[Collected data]
------
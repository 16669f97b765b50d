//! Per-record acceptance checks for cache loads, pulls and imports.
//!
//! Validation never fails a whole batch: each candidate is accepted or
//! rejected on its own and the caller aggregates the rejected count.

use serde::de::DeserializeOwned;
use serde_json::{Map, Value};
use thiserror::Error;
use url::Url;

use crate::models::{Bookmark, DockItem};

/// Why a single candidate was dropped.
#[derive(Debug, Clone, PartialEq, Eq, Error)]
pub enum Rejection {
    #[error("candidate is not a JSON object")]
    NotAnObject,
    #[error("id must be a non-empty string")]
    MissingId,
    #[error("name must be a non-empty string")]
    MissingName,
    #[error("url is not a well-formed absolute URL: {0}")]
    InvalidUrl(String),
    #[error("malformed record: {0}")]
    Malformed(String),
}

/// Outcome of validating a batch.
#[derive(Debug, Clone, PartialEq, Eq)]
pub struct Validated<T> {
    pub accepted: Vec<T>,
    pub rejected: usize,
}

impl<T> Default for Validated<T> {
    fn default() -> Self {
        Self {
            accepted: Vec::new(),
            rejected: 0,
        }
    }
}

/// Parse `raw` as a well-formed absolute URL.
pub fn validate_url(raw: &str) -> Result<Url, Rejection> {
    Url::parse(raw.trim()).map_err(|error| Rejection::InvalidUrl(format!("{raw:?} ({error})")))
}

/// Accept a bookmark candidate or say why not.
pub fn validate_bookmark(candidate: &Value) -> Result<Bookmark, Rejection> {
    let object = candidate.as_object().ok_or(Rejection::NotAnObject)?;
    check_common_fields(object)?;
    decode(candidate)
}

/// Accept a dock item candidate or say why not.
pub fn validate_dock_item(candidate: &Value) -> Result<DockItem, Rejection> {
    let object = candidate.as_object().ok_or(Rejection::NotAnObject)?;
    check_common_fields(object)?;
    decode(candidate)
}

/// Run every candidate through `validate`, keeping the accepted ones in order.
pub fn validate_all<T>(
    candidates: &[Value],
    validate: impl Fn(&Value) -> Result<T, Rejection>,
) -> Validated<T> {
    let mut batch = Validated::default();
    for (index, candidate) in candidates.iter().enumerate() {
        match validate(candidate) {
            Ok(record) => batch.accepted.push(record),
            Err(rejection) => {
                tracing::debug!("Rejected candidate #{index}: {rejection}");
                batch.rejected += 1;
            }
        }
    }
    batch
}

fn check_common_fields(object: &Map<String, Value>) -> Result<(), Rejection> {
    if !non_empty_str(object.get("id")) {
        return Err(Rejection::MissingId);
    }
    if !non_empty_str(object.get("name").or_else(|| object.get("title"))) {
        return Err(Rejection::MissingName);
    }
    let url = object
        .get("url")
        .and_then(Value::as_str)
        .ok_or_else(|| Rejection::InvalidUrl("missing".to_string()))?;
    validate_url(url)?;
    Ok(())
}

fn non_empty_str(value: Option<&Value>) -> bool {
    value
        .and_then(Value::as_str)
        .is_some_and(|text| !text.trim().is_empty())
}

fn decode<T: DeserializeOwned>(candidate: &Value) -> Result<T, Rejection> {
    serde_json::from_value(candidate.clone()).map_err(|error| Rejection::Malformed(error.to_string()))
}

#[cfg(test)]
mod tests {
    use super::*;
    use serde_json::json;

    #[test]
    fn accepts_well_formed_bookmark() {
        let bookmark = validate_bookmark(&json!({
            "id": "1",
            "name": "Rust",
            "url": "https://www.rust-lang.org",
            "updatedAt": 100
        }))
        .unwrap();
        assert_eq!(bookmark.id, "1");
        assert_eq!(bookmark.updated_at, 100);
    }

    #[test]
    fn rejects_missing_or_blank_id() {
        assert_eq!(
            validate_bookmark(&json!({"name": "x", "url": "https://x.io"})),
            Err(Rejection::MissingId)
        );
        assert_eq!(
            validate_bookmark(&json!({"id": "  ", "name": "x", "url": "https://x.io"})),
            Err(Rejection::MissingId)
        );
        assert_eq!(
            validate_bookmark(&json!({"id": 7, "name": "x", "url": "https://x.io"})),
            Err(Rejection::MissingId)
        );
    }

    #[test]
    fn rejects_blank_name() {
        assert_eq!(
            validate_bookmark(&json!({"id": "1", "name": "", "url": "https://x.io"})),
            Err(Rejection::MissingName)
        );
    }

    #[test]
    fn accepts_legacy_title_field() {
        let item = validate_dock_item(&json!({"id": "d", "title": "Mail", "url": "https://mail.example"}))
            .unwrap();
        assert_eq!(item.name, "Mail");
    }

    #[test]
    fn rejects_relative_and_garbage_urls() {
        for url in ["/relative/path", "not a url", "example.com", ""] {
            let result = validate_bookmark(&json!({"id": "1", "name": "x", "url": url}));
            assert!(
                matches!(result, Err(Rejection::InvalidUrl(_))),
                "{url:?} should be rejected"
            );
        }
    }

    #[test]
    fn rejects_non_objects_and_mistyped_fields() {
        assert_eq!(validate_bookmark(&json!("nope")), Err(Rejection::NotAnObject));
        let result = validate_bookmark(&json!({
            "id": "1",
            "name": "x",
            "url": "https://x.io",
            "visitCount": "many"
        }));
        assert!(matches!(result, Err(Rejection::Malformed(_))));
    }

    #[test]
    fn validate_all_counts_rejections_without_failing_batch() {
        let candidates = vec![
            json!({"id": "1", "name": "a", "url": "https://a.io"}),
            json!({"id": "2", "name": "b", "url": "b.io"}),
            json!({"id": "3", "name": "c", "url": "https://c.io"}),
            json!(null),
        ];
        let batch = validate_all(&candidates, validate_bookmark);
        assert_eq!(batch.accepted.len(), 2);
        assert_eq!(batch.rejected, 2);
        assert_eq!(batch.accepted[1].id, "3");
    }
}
------
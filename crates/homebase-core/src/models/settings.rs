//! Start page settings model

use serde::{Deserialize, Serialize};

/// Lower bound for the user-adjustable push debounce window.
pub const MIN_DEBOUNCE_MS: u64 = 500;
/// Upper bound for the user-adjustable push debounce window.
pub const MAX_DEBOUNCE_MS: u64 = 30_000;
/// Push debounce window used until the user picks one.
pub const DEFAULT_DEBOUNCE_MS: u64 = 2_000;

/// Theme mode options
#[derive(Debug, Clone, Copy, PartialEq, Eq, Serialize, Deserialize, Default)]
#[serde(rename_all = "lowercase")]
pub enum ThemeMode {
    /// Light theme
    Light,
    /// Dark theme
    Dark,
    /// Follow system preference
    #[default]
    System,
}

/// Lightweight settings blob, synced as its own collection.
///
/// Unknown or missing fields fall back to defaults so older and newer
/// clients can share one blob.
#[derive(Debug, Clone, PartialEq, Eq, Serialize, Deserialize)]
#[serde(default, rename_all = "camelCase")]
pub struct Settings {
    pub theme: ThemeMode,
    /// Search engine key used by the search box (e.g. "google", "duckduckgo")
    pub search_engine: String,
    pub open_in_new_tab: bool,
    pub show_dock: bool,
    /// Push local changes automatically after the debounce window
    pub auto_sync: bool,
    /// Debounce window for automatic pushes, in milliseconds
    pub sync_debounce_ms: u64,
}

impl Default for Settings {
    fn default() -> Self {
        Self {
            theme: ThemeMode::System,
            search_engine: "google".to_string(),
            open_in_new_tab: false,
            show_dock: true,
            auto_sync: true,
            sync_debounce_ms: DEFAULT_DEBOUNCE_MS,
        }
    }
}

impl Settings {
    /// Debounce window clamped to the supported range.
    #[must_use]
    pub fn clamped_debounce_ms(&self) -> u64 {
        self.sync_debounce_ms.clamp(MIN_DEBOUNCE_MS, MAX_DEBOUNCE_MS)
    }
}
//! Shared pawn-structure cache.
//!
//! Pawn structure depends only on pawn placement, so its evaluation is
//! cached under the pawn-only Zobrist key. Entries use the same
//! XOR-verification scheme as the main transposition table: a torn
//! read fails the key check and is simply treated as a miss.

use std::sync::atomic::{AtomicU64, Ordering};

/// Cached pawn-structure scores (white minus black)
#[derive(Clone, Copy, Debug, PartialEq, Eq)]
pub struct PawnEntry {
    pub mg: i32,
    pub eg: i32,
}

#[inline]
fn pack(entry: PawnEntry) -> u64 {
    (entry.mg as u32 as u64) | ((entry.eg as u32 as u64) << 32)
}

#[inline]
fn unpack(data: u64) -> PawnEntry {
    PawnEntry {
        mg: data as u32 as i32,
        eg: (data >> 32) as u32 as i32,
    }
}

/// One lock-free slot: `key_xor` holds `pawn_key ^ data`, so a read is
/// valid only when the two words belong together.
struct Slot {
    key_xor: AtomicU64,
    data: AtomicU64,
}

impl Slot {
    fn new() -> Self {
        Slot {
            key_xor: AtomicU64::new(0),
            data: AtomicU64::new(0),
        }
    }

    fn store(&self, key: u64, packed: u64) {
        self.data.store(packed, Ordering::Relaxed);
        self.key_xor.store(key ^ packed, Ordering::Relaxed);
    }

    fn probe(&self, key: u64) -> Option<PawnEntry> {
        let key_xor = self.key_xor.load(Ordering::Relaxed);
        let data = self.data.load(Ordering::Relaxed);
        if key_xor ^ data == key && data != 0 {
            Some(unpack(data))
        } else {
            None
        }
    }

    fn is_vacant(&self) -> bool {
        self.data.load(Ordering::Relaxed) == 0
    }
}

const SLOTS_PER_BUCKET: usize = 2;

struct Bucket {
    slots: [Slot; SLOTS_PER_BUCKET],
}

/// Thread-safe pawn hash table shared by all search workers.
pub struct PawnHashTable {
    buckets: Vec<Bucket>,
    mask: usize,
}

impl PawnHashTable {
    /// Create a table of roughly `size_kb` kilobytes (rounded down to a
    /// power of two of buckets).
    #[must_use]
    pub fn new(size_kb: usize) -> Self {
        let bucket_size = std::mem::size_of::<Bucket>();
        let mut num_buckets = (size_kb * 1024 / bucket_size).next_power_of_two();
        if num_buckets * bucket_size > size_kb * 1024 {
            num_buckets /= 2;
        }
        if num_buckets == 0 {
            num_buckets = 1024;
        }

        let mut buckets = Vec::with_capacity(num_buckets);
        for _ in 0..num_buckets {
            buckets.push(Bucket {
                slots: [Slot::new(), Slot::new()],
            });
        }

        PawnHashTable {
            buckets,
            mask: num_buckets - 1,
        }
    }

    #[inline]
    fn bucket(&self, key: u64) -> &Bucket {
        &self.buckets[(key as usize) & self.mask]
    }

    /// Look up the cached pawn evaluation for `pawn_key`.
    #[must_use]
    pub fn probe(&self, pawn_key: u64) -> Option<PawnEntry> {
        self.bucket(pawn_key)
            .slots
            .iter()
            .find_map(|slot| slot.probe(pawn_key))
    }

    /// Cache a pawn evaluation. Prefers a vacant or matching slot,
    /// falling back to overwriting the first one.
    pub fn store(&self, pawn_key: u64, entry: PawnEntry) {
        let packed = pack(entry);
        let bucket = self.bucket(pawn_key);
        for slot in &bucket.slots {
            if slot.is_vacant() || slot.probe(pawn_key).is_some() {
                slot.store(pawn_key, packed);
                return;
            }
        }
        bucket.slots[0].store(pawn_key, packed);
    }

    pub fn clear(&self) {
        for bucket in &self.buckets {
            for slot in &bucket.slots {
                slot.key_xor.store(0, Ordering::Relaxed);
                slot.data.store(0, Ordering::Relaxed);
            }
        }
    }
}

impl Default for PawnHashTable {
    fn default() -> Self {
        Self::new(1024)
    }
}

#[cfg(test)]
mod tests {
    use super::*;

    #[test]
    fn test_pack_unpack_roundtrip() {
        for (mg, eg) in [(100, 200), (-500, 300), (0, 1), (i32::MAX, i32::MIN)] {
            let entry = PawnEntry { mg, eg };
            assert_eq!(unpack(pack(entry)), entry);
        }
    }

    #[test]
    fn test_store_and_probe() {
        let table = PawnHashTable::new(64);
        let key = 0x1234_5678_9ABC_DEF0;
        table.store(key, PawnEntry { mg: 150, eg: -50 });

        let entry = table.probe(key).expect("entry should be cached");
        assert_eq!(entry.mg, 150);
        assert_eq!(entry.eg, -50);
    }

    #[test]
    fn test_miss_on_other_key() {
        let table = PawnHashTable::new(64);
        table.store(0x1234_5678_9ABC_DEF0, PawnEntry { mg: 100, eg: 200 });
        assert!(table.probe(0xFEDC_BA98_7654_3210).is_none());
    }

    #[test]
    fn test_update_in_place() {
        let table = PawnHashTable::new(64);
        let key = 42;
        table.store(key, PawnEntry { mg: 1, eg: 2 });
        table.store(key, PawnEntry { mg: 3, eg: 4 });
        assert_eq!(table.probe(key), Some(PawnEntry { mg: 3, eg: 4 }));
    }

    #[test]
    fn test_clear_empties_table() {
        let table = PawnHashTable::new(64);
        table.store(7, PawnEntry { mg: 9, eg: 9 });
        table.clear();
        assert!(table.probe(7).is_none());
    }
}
------
Work instruction
Transcribe, exactly and without additions, the lines of the records above, beginning with the line that contains "fn new() ->" and ending with the line that contains "fn probe(&self, key: u64)", both included.

Completed task
    fn new() -> Self {
        Slot {
            key_xor: AtomicU64::new(0),
            data: AtomicU64::new(0),
        }
    }

    fn store(&self, key: u64, packed: u64) {
        self.data.store(packed, Ordering::Relaxed);
        self.key_xor.store(key ^ packed, Ordering::Relaxed);
    }

    fn probe(&self, key: u64) -> Option<PawnEntry> {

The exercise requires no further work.